--- Task to carry out ---
Search the data for the word "impl". Reproduce every line where it is found.

[[ Data open ]]

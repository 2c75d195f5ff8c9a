//! In-memory disk adapter for testing.

use std::{
    collections::{BTreeMap, BTreeSet},
    path::{Path, PathBuf},
    sync::{Arc, RwLock},
};

use graft_core::application::ports::DiskIo;

/// In-memory disk for testing.
///
/// Clones share state, so a test can hold one handle while the executor
/// owns another.
#[derive(Debug, Clone)]
pub struct MemoryDisk {
    inner: Arc<RwLock<MemoryDiskInner>>,
}

#[derive(Debug, Default)]
struct MemoryDiskInner {
    files: BTreeMap<PathBuf, String>,
    failing: BTreeSet<PathBuf>,
}

impl MemoryDisk {
    /// Create a new empty memory disk.
    pub fn new() -> Self {
        Self {
            inner: Arc::new(RwLock::new(MemoryDiskInner::default())),
        }
    }

    /// Put a file on the disk without going through the port.
    pub fn seed(&self, path: impl Into<PathBuf>, content: impl Into<String>) {
        let mut inner = self.inner.write().unwrap();
        inner.files.insert(path.into(), content.into());
    }

    /// Make every write to `path` fail, for commit failure tests.
    pub fn fail_writes_on(&self, path: impl Into<PathBuf>) {
        let mut inner = self.inner.write().unwrap();
        inner.failing.insert(path.into());
    }

    /// Read a file's content (testing helper).
    pub fn read_file(&self, path: &Path) -> Option<String> {
        let inner = self.inner.read().ok()?;
        inner.files.get(path).cloned()
    }

    /// List all files, sorted.
    pub fn list_files(&self) -> Vec<PathBuf> {
        let inner = self.inner.read().unwrap();
        inner.files.keys().cloned().collect()
    }

    /// Clear all contents.
    pub fn clear(&self) {
        let mut inner = self.inner.write().unwrap();
        inner.files.clear();
        inner.failing.clear();
    }
}

impl Default for MemoryDisk {
    fn default() -> Self {
        Self::new()
    }
}

impl DiskIo for MemoryDisk {
    fn read(&self, path: &Path) -> graft_core::error::GraftResult<Option<String>> {
        let inner = self
            .inner
            .read()
            .map_err(|_| graft_core::application::ApplicationError::DiskLockError)?;
        Ok(inner.files.get(path).cloned())
    }

    fn write(&self, path: &Path, content: &str) -> graft_core::error::GraftResult<()> {
        let mut inner = self
            .inner
            .write()
            .map_err(|_| graft_core::application::ApplicationError::DiskLockError)?;

        if inner.failing.contains(path) {
            return Err(graft_core::application::ApplicationError::DiskError {
                path: path.to_path_buf(),
                reason: "Write refused by test configuration".into(),
            }
            .into());
        }

        inner.files.insert(path.to_path_buf(), content.to_string());
        Ok(())
    }

    fn exists(&self, path: &Path) -> bool {
        let inner = self.inner.read().unwrap();
        inner.files.contains_key(path)
    }
}

// ═══════════════════════════════════════════════
//                    TESTS
// ═══════════════════════════════════════════════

[[ Data closed ]]

--- The answer ---
impl MemoryDisk {
    pub fn seed(&self, path: impl Into<PathBuf>, content: impl Into<String>) {
    pub fn fail_writes_on(&self, path: impl Into<PathBuf>) {
impl Default for MemoryDisk {
impl DiskIo for MemoryDisk {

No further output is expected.